Records drawn from a dataset:
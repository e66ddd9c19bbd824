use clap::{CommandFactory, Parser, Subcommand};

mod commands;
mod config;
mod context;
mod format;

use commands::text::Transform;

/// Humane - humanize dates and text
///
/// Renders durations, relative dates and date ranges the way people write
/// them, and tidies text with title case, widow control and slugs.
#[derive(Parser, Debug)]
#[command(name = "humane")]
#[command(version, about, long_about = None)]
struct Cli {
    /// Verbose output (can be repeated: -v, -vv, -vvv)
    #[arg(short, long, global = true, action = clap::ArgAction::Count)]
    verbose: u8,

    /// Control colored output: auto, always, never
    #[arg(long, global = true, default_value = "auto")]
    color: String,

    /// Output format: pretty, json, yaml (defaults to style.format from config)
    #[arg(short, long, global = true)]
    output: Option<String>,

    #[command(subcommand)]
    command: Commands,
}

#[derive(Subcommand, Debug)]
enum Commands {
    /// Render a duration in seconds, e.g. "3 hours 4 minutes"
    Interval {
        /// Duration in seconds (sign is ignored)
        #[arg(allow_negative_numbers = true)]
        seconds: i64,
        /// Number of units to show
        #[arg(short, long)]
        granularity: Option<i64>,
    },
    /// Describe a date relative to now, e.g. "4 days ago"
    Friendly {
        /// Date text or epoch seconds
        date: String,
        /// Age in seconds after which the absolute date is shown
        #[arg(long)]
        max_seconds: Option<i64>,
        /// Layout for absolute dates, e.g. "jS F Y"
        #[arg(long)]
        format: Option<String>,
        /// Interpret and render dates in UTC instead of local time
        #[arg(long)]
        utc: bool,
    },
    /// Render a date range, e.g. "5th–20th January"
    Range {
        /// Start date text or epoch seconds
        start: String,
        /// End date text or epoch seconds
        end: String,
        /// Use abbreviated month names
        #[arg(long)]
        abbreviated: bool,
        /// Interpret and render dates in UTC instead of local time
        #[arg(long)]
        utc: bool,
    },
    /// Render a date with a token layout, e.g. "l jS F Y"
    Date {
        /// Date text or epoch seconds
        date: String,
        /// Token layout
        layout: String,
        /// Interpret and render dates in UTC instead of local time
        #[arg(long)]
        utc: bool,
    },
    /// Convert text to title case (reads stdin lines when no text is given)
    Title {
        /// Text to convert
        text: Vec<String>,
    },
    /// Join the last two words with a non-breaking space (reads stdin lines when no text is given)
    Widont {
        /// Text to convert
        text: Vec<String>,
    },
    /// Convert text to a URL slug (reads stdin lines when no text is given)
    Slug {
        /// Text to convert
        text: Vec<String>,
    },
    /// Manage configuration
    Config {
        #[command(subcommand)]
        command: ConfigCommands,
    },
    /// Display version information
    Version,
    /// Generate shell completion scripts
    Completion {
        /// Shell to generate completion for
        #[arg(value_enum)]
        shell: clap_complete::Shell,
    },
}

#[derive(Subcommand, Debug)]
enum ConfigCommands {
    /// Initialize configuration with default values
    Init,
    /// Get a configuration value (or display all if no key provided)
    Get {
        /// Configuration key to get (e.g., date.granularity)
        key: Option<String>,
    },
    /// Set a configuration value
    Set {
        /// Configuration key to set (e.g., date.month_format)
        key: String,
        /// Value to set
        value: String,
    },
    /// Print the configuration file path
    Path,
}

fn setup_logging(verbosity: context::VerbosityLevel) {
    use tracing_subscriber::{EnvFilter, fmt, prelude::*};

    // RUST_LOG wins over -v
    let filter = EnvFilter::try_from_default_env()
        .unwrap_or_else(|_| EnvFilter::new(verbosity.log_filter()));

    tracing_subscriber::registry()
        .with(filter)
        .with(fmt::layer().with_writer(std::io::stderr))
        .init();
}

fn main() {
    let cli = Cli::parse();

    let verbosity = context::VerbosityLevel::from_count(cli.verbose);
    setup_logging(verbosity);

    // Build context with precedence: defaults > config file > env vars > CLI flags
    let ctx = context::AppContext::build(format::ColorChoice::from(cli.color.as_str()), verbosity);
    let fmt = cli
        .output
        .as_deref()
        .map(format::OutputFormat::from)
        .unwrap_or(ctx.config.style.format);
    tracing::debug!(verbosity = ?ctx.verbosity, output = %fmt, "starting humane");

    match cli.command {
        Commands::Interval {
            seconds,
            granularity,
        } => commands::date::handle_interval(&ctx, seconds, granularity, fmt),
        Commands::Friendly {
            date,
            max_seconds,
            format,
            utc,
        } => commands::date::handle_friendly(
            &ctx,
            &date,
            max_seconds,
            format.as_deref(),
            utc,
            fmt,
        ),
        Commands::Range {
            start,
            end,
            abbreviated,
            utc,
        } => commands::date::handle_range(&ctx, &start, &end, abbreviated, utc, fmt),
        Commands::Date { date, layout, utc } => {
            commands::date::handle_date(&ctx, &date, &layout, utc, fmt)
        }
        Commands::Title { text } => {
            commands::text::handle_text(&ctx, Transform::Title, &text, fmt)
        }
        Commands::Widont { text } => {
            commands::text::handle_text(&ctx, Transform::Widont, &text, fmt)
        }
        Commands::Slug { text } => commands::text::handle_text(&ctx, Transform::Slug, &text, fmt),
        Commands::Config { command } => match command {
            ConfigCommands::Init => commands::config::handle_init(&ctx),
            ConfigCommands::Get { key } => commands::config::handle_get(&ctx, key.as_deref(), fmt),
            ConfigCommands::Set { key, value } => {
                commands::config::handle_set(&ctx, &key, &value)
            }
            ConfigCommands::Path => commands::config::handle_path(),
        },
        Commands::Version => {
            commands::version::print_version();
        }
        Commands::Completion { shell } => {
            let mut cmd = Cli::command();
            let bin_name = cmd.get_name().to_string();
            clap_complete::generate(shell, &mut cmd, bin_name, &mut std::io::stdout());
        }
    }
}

--- Assignment ---
Word for word, restate the data above from its first line down to and including the line with "auto, always, never".

--- Result for this task ---
repository e66ddd9c19bbd824
use clap::{CommandFactory, Parser, Subcommand};

mod commands;
mod config;
mod context;
mod format;

use commands::text::Transform;

/// Humane - humanize dates and text
///
/// Renders durations, relative dates and date ranges the way people write
/// them, and tidies text with title case, widow control and slugs.
#[derive(Parser, Debug)]
#[command(name = "humane")]
#[command(version, about, long_about = None)]
struct Cli {
    /// Verbose output (can be repeated: -v, -vv, -vvv)
    #[arg(short, long, global = true, action = clap::ArgAction::Count)]
    verbose: u8,

    /// Control colored output: auto, always, never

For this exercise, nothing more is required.